4. Enlist help. If you think you'll be tempted to long on prematurely, have a partner or a trusted friend change your password for the duration of your detox.
5. Set limits. When you return to social media, put limits on your usage, says Pike. And give yourself a schedule, says Dr. Brian Primack, director of the University of Pittsburgh's Center for Research on Media, Technology and Health. For example, restrict logging on to your coffee break, instead of intermittently all day long.
If you're craving something different, big or small, Dr. Lorraine Bennington, a Vancouver registered psychologist, shares her top tips for taking the leap.
If you feel like there's something missing in your life, it's time to figure out what adjustments you can make to improve your situation. Revisit the things that made you happy as a child, which Dr. Bennington says are part of your "life blueprint," to direct your first steps. That could mean taking jewellery-making classes if you've always wanted to be a fashion designer, or returning to university if you've long wanted to be a lawyer.
Visualize your future
If the idea of change overwhelms you, imagine what your life will look like in five years if things remain the same, then visualize what it will be like if you take the plunge. "Usually, people will say it looks better with the change," says Dr. Bennington.

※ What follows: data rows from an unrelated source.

use crate::render::cache::slots::SlotTable;
use crate::render::device::GlDevice;
use crate::render::gl::{self, GLenum, GLfloat, GLint};

/// Float tuples compare by bit pattern so a cache hit means the device would
/// receive exactly the same bytes.
#[inline]
fn same_bits(a: &[GLfloat; 4], b: &[GLfloat; 4]) -> bool {
    (*a).map(f32::to_bits) == (*b).map(f32::to_bits)
}

/// Scalar and small-tuple fixed-function state.
#[derive(Clone, Debug)]
pub struct FixedFunction {
    matrix_mode: GLenum,
    blend_func: (GLenum, GLenum),
    blend_equation: GLenum,
    color: [GLfloat; 4],
    tex_env_mode: GLint,
    tex_env_color: [GLfloat; 4],
}

impl FixedFunction {
    pub fn new() -> Self {
        Self {
            // Unknown until the first call; no real mode compares equal.
            matrix_mode: gl::INVALID_ENUM,
            blend_func: (gl::ONE, gl::ZERO),
            blend_equation: gl::FUNC_ADD,
            color: [1.0; 4],
            tex_env_mode: gl::MODULATE as GLint,
            tex_env_color: [0.0; 4],
        }
    }

    pub fn matrix_mode(&self) -> GLenum {
        self.matrix_mode
    }

    pub fn set_matrix_mode(&mut self, dev: &mut impl GlDevice, mode: GLenum) {
        if mode != self.matrix_mode {
            dev.matrix_mode(mode);
            self.matrix_mode = mode;
        }
    }

    pub fn record_matrix_mode(&mut self, mode: GLenum) {
        self.matrix_mode = mode;
    }

    pub fn blend_func(&self) -> (GLenum, GLenum) {
        self.blend_func
    }

    /// Both factors go out together; a change to either resubmits the pair.
    pub fn set_blend_func(&mut self, dev: &mut impl GlDevice, sfactor: GLenum, dfactor: GLenum) {
        if (sfactor, dfactor) != self.blend_func {
            dev.blend_func(sfactor, dfactor);
            self.blend_func = (sfactor, dfactor);
        }
    }

    pub fn record_blend_func(&mut self, sfactor: GLenum, dfactor: GLenum) {
        self.blend_func = (sfactor, dfactor);
    }

    pub fn blend_equation(&self) -> GLenum {
        self.blend_equation
    }

    pub fn set_blend_equation(&mut self, dev: &mut impl GlDevice, mode: GLenum) {
        if mode != self.blend_equation {
            dev.blend_equation(mode);
            self.blend_equation = mode;
        }
    }

    pub fn record_blend_equation(&mut self, mode: GLenum) {
        self.blend_equation = mode;
    }

    /// Last color submitted to the device, whichever path submitted it.
    pub fn color(&self) -> [GLfloat; 4] {
        self.color
    }

    pub fn set_color(&mut self, dev: &mut impl GlDevice, color: [GLfloat; 4]) {
        if !same_bits(&color, &self.color) {
            let [r, g, b, a] = color;
            dev.color4f(r, g, b, a);
            self.color = color;
        }
    }

    pub fn record_color(&mut self, color: [GLfloat; 4]) {
        self.color = color;
    }

    pub fn tex_env_mode(&self) -> GLint {
        self.tex_env_mode
    }

    pub fn tex_env_color(&self) -> [GLfloat; 4] {
        self.tex_env_color
    }

    /// Only `TEXTURE_ENV_MODE` of `TEXTURE_ENV` is cached.
    ///
    /// On ps3 the texture environment is emulated by a shader that only does
    /// `MODULATE`, so every request is dropped without a device call.
    pub fn set_tex_envi(&mut self, dev: &mut impl GlDevice, target: GLenum, pname: GLenum, param: GLint) {
        if cfg!(feature = "ps3") {
            return;
        }

        if target == gl::TEXTURE_ENV && pname == gl::TEXTURE_ENV_MODE {
            if param != self.tex_env_mode {
                dev.tex_envi(target, pname, param);
                self.tex_env_mode = param;
            }
        } else {
            log::debug!("glTexEnvi unmanaged {:#06x} {:#06x}", target, pname);
            dev.tex_envi(target, pname, param);
        }
    }

    pub fn record_tex_envi(&mut self, target: GLenum, pname: GLenum, param: GLint) {
        if target == gl::TEXTURE_ENV && pname == gl::TEXTURE_ENV_MODE {
            self.tex_env_mode = param;
        }
    }

    /// Only `TEXTURE_ENV_COLOR` of `TEXTURE_ENV` is cached.
    pub fn set_tex_envfv(&mut self, dev: &mut impl GlDevice, target: GLenum, pname: GLenum, params: &[GLfloat; 4]) {
        if target == gl::TEXTURE_ENV && pname == gl::TEXTURE_ENV_COLOR {
            if !same_bits(params, &self.tex_env_color) {
                dev.tex_envfv(target, pname, params);
                self.tex_env_color = *params;
            }
        } else {
            log::debug!("glTexEnvfv unmanaged {:#06x} {:#06x}", target, pname);
            dev.tex_envfv(target, pname, params);
        }
    }

    pub fn record_tex_envfv(&mut self, target: GLenum, pname: GLenum, params: &[GLfloat; 4]) {
        if target == gl::TEXTURE_ENV && pname == gl::TEXTURE_ENV_COLOR {
            self.tex_env_color = *params;
        }
    }
}

impl Default for FixedFunction {
    fn default() -> Self {
        Self::new()
    }
}

const PIXEL_STORE_DEFAULTS: &[(GLenum, GLint)] = &[
    (gl::UNPACK_ALIGNMENT, 4),
    #[cfg(not(feature = "gles"))]
    (gl::UNPACK_ROW_LENGTH, 0),
];

const PIXEL_STORE_SLOTS: usize = PIXEL_STORE_DEFAULTS.len();

/// `glPixelStorei` parameters.
#[derive(Clone, Debug)]
pub struct PixelStore {
    slots: SlotTable<GLint, PIXEL_STORE_SLOTS>,
}

impl PixelStore {
    pub fn new() -> Self {
        Self { slots: SlotTable::from_defaults(PIXEL_STORE_DEFAULTS) }
    }

    pub fn get(&self, pname: GLenum) -> Option<GLint> {
        self.slots.get(pname)
    }

    pub fn set(&mut self, dev: &mut impl GlDevice, pname: GLenum, param: GLint) {
        let Some(state) = self.slots.get_mut(pname) else {
            log::debug!("glPixelStorei unmanaged {:#06x}", pname);
            dev.pixel_storei(pname, param);
            return;
        };

        if *state != param {
            dev.pixel_storei(pname, param);
            *state = param;
            // Row length other than 0 takes a slow upload path on most drivers.
            if pname == gl::UNPACK_ROW_LENGTH && param != 0 {
                log::info!("using GL_UNPACK_ROW_LENGTH {}", param);
            }
        }
    }

    pub fn record(&mut self, pname: GLenum, param: GLint) {
        if let Some(state) = self.slots.get_mut(pname) {
            *state = param;
        }
    }
}

impl Default for PixelStore {
    fn default() -> Self {
        Self::new()
    }
}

Don't listen to toxic people
If you've found that a particular parent, sibling or friend doesn't believe you can succeed (in a new job, with a new partner or as a single parent), it's time to stop expecting that person to miraculously offer support. "Don't share your ideas with someone who is likely to respond negatively every time," says Dr. Bennington. Instead, seek people who are "consistently genuine and supportive."
Rewrite your story
Even if a transition (like a divorce or a layoff) is out of your control, you can choose to see the situation through a positive lens. Maybe there's a part of you that was unhappy for years or secretly wanted freedom from a controlling husband or a nosy boss. "Reframe the change as something good, rather than as something awful that's happened to you," says Dr. Bennington.